Exercise brief — Reproduce the whole listing exactly.

=== Begin Enclosure ===

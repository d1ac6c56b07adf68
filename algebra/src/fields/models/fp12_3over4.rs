use crate::{
    bytes::{FromBytes, ToBytes},
    fields::{Field, Fp4, Fp4Parameters},
    rand::UniformRand,
};
use derivative::Derivative;
use rand::Rng;
use std::{
    fmt,
    io::{Read, Result as IoResult, Write},
    ops::{AddAssign, MulAssign, Neg, SubAssign},
};

/// Parameters of the cubic extension Fp4[w]/(w^3 - v), the embedding field of
/// the SM9 pairing.
pub trait Fp12Parameters: 'static + Send + Sync {
    type Fp4Params: Fp4Parameters;

    /// w^(p^i - 1) for i = 0..12, elements of Fp4.
    const FROBENIUS_COEFF_FP12_C1: [Fp4<Self::Fp4Params>; 12];

    /// w^(2(p^i - 1)) for i = 0..12.
    const FROBENIUS_COEFF_FP12_C2: [Fp4<Self::Fp4Params>; 12];

    /// Multiplication of an Fp4 element by the non-residue w^3 = v.
    #[inline(always)]
    fn mul_fp4_by_nonresidue(fe: &Fp4<Self::Fp4Params>) -> Fp4<Self::Fp4Params> {
        // (a + b v) * v = u b + a v
        Fp4::new(
            <Self::Fp4Params as Fp4Parameters>::mul_fp2_by_nonresidue(&fe.c1),
            fe.c0,
        )
    }
}

/// An element c0 + c1 * w + c2 * w^2 of the embedding field.
#[derive(Derivative)]
#[derivative(
    Default(bound = ""),
    Hash(bound = ""),
    Clone(bound = ""),
    Copy(bound = ""),
    Debug(bound = ""),
    PartialEq(bound = ""),
    Eq(bound = "")
)]
pub struct Fp12<P: Fp12Parameters> {
    pub c0: Fp4<P::Fp4Params>,
    pub c1: Fp4<P::Fp4Params>,
    pub c2: Fp4<P::Fp4Params>,
}

impl<P: Fp12Parameters> Fp12<P> {
    pub const fn const_new(
        c0: Fp4<P::Fp4Params>,
        c1: Fp4<P::Fp4Params>,
        c2: Fp4<P::Fp4Params>,
    ) -> Self {
        Fp12 { c0, c1, c2 }
    }

    pub fn new(c0: Fp4<P::Fp4Params>, c1: Fp4<P::Fp4Params>, c2: Fp4<P::Fp4Params>) -> Self {
        Fp12 { c0, c1, c2 }
    }
}

impl<P: Fp12Parameters> Field for Fp12<P> {
    #[inline]
    fn zero() -> Self {
        Fp12::new(Fp4::zero(), Fp4::zero(), Fp4::zero())
    }

    #[inline]
    fn is_zero(&self) -> bool {
        self.c0.is_zero() && self.c1.is_zero() && self.c2.is_zero()
    }

    #[inline]
    fn one() -> Self {
        Fp12::new(Fp4::one(), Fp4::zero(), Fp4::zero())
    }

    #[inline]
    fn is_one(&self) -> bool {
        self.c0.is_one() && self.c1.is_zero() && self.c2.is_zero()
    }

    #[inline]
    fn parity(&self) -> bool {
        self.c0.parity()
    }

    #[inline]
    fn double(&self) -> Self {
        let mut tmp = *self;
        tmp.double_in_place();
        tmp
    }

    #[inline]
    fn double_in_place(&mut self) -> &mut Self {
        self.c0.double_in_place();
        self.c1.double_in_place();
        self.c2.double_in_place();
        self
    }

    #[inline]
    fn square(&self) -> Self {
        let mut tmp = *self;
        tmp.square_in_place();
        tmp
    }

    #[inline]
    fn square_in_place(&mut self) -> &mut Self {
        let tmp = *self;
        self.mul_assign(&tmp);
        self
    }

    /// Inverse by the adjugate of the cubic extension.
    fn inverse(&self) -> Option<Self> {
        if self.is_zero() {
            return None;
        }
        let t0 = self.c0.square() - P::mul_fp4_by_nonresidue(&(self.c1 * self.c2));
        let t1 = P::mul_fp4_by_nonresidue(&self.c2.square()) - self.c0 * self.c1;
        let t2 = self.c1.square() - self.c0 * self.c2;
        let det = self.c0 * t0
            + P::mul_fp4_by_nonresidue(&(self.c2 * t1 + self.c1 * t2));
        det.inverse()
            .map(|d| Fp12::new(t0 * d, t1 * d, t2 * d))
    }

    fn inverse_in_place(&mut self) -> Option<&mut Self> {
        if let Some(inv) = self.inverse() {
            *self = inv;
            Some(self)
        } else {
            None
        }
    }

    fn frobenius_map(&mut self, power: usize) {
        self.c0.frobenius_map(power);
        self.c1.frobenius_map(power);
        self.c2.frobenius_map(power);
        self.c1 *= &P::FROBENIUS_COEFF_FP12_C1[power % 12];
        self.c2 *= &P::FROBENIUS_COEFF_FP12_C2[power % 12];
    }
}

impl<P: Fp12Parameters> fmt::Display for Fp12<P> {
    fn fmt(&self, f: &mut fmt::Formatter<'_>) -> fmt::Result {
        write!(f, "Fp12({} + {} * w + {} * w^2)", self.c0, self.c1, self.c2)
    }
}

impl<P: Fp12Parameters> Neg for Fp12<P> {
    type Output = Self;

    #[inline]
    fn neg(self) -> Self {
        Fp12::new(-self.c0, -self.c1, -self.c2)
    }
}

impl<'a, P: Fp12Parameters> AddAssign<&'a Self> for Fp12<P> {
    #[inline]
    fn add_assign(&mut self, other: &Self) {
        self.c0 += &other.c0;
        self.c1 += &other.c1;
        self.c2 += &other.c2;
    }
}

impl<'a, P: Fp12Parameters> SubAssign<&'a Self> for Fp12<P> {
    #[inline]
    fn sub_assign(&mut self, other: &Self) {
        self.c0 -= &other.c0;
        self.c1 -= &other.c1;
        self.c2 -= &other.c2;
    }
}

impl<'a, P: Fp12Parameters> MulAssign<&'a Self> for Fp12<P> {
    /// Toom-style cubic multiplication: six Fp4 products.
    #[inline]
    fn mul_assign(&mut self, other: &Self) {
        let v0 = self.c0 * &other.c0;
        let v1 = self.c1 * &other.c1;
        let v2 = self.c2 * &other.c2;

        let c0 = v0
            + P::mul_fp4_by_nonresidue(
                &((self.c1 + self.c2) * (other.c1 + other.c2) - v1 - v2),
            );
        let c1 = (self.c0 + self.c1) * (other.c0 + other.c1) - v0 - v1
            + P::mul_fp4_by_nonresidue(&v2);
        let c2 = (self.c0 + self.c2) * (other.c0 + other.c2) - v0 - v2 + v1;

        self.c0 = c0;
        self.c1 = c1;
        self.c2 = c2;
    }
}

impl_field_ops!(Fp12, Fp12Parameters);

impl<P: Fp12Parameters> ToBytes for Fp12<P> {
    /// Wire order: highest component first.
    #[inline]
    fn write<W: Write>(&self, mut writer: W) -> IoResult<()> {
        self.c2.write(&mut writer)?;
        self.c1.write(&mut writer)?;
        self.c0.write(&mut writer)
    }
}

impl<P: Fp12Parameters> FromBytes for Fp12<P> {
    #[inline]
    fn read<R: Read>(mut reader: R) -> IoResult<Self> {
        let c2 = Fp4::read(&mut reader)?;
        let c1 = Fp4::read(&mut reader)?;
        let c0 = Fp4::read(&mut reader)?;
        Ok(Fp12::new(c0, c1, c2))
    }
}

impl<P: Fp12Parameters> UniformRand for Fp12<P> {
    #[inline]
    fn rand<R: Rng + ?Sized>(rng: &mut R) -> Self {
        Fp12::new(Fp4::rand(rng), Fp4::rand(rng), Fp4::rand(rng))
    }
}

=== End Enclosure ===

Solution to the problem —
repository d1ac6c56b07adf68
filename algebra/src/fields/models/fp12_3over4.rs
use crate::{
    bytes::{FromBytes, ToBytes},
    fields::{Field, Fp4, Fp4Parameters},
    rand::UniformRand,
};
use derivative::Derivative;
use rand::Rng;
use std::{
    fmt,
    io::{Read, Result as IoResult, Write},
    ops::{AddAssign, MulAssign, Neg, SubAssign},
};

/// Parameters of the cubic extension Fp4[w]/(w^3 - v), the embedding field of
/// the SM9 pairing.
pub trait Fp12Parameters: 'static + Send + Sync {
    type Fp4Params: Fp4Parameters;

    /// w^(p^i - 1) for i = 0..12, elements of Fp4.
    const FROBENIUS_COEFF_FP12_C1: [Fp4<Self::Fp4Params>; 12];

    /// w^(2(p^i - 1)) for i = 0..12.
    const FROBENIUS_COEFF_FP12_C2: [Fp4<Self::Fp4Params>; 12];

    /// Multiplication of an Fp4 element by the non-residue w^3 = v.
    #[inline(always)]
    fn mul_fp4_by_nonresidue(fe: &Fp4<Self::Fp4Params>) -> Fp4<Self::Fp4Params> {
        // (a + b v) * v = u b + a v
        Fp4::new(
            <Self::Fp4Params as Fp4Parameters>::mul_fp2_by_nonresidue(&fe.c1),
            fe.c0,
        )
    }
}

/// An element c0 + c1 * w + c2 * w^2 of the embedding field.
#[derive(Derivative)]
#[derivative(
    Default(bound = ""),
    Hash(bound = ""),
    Clone(bound = ""),
    Copy(bound = ""),
    Debug(bound = ""),
    PartialEq(bound = ""),
    Eq(bound = "")
)]
pub struct Fp12<P: Fp12Parameters> {
    pub c0: Fp4<P::Fp4Params>,
    pub c1: Fp4<P::Fp4Params>,
    pub c2: Fp4<P::Fp4Params>,
}

impl<P: Fp12Parameters> Fp12<P> {
    pub const fn const_new(
        c0: Fp4<P::Fp4Params>,
        c1: Fp4<P::Fp4Params>,
        c2: Fp4<P::Fp4Params>,
    ) -> Self {
        Fp12 { c0, c1, c2 }
    }

    pub fn new(c0: Fp4<P::Fp4Params>, c1: Fp4<P::Fp4Params>, c2: Fp4<P::Fp4Params>) -> Self {
        Fp12 { c0, c1, c2 }
    }
}

impl<P: Fp12Parameters> Field for Fp12<P> {
    #[inline]
    fn zero() -> Self {
        Fp12::new(Fp4::zero(), Fp4::zero(), Fp4::zero())
    }

    #[inline]
    fn is_zero(&self) -> bool {
        self.c0.is_zero() && self.c1.is_zero() && self.c2.is_zero()
    }

    #[inline]
    fn one() -> Self {
        Fp12::new(Fp4::one(), Fp4::zero(), Fp4::zero())
    }

    #[inline]
    fn is_one(&self) -> bool {
        self.c0.is_one() && self.c1.is_zero() && self.c2.is_zero()
    }

    #[inline]
    fn parity(&self) -> bool {
        self.c0.parity()
    }

    #[inline]
    fn double(&self) -> Self {
        let mut tmp = *self;
        tmp.double_in_place();
        tmp
    }

    #[inline]
    fn double_in_place(&mut self) -> &mut Self {
        self.c0.double_in_place();
        self.c1.double_in_place();
        self.c2.double_in_place();
        self
    }

    #[inline]
    fn square(&self) -> Self {
        let mut tmp = *self;
        tmp.square_in_place();
        tmp
    }

    #[inline]
    fn square_in_place(&mut self) -> &mut Self {
        let tmp = *self;
        self.mul_assign(&tmp);
        self
    }

    /// Inverse by the adjugate of the cubic extension.
    fn inverse(&self) -> Option<Self> {
        if self.is_zero() {
            return None;
        }
        let t0 = self.c0.square() - P::mul_fp4_by_nonresidue(&(self.c1 * self.c2));
        let t1 = P::mul_fp4_by_nonresidue(&self.c2.square()) - self.c0 * self.c1;
        let t2 = self.c1.square() - self.c0 * self.c2;
        let det = self.c0 * t0
            + P::mul_fp4_by_nonresidue(&(self.c2 * t1 + self.c1 * t2));
        det.inverse()
            .map(|d| Fp12::new(t0 * d, t1 * d, t2 * d))
    }

    fn inverse_in_place(&mut self) -> Option<&mut Self> {
        if let Some(inv) = self.inverse() {
            *self = inv;
            Some(self)
        } else {
            None
        }
    }

    fn frobenius_map(&mut self, power: usize) {
        self.c0.frobenius_map(power);
        self.c1.frobenius_map(power);
        self.c2.frobenius_map(power);
        self.c1 *= &P::FROBENIUS_COEFF_FP12_C1[power % 12];
        self.c2 *= &P::FROBENIUS_COEFF_FP12_C2[power % 12];
    }
}

impl<P: Fp12Parameters> fmt::Display for Fp12<P> {
    fn fmt(&self, f: &mut fmt::Formatter<'_>) -> fmt::Result {
        write!(f, "Fp12({} + {} * w + {} * w^2)", self.c0, self.c1, self.c2)
    }
}

impl<P: Fp12Parameters> Neg for Fp12<P> {
    type Output = Self;

    #[inline]
    fn neg(self) -> Self {
        Fp12::new(-self.c0, -self.c1, -self.c2)
    }
}

impl<'a, P: Fp12Parameters> AddAssign<&'a Self> for Fp12<P> {
    #[inline]
    fn add_assign(&mut self, other: &Self) {
        self.c0 += &other.c0;
        self.c1 += &other.c1;
        self.c2 += &other.c2;
    }
}

impl<'a, P: Fp12Parameters> SubAssign<&'a Self> for Fp12<P> {
    #[inline]
    fn sub_assign(&mut self, other: &Self) {
        self.c0 -= &other.c0;
        self.c1 -= &other.c1;
        self.c2 -= &other.c2;
    }
}

impl<'a, P: Fp12Parameters> MulAssign<&'a Self> for Fp12<P> {
    /// Toom-style cubic multiplication: six Fp4 products.
    #[inline]
    fn mul_assign(&mut self, other: &Self) {
        let v0 = self.c0 * &other.c0;
        let v1 = self.c1 * &other.c1;
        let v2 = self.c2 * &other.c2;

        let c0 = v0
            + P::mul_fp4_by_nonresidue(
                &((self.c1 + self.c2) * (other.c1 + other.c2) - v1 - v2),
            );
        let c1 = (self.c0 + self.c1) * (other.c0 + other.c1) - v0 - v1
            + P::mul_fp4_by_nonresidue(&v2);
        let c2 = (self.c0 + self.c2) * (other.c0 + other.c2) - v0 - v2 + v1;

        self.c0 = c0;
        self.c1 = c1;
        self.c2 = c2;
    }
}

impl_field_ops!(Fp12, Fp12Parameters);

impl<P: Fp12Parameters> ToBytes for Fp12<P> {
    /// Wire order: highest component first.
    #[inline]
    fn write<W: Write>(&self, mut writer: W) -> IoResult<()> {
        self.c2.write(&mut writer)?;
        self.c1.write(&mut writer)?;
        self.c0.write(&mut writer)
    }
}

impl<P: Fp12Parameters> FromBytes for Fp12<P> {
    #[inline]
    fn read<R: Read>(mut reader: R) -> IoResult<Self> {
        let c2 = Fp4::read(&mut reader)?;
        let c1 = Fp4::read(&mut reader)?;
        let c0 = Fp4::read(&mut reader)?;
        Ok(Fp12::new(c0, c1, c2))
    }
}

impl<P: Fp12Parameters> UniformRand for Fp12<P> {
    #[inline]
    fn rand<R: Rng + ?Sized>(rng: &mut R) -> Self {
        Fp12::new(Fp4::rand(rng), Fp4::rand(rng), Fp4::rand(rng))
    }
}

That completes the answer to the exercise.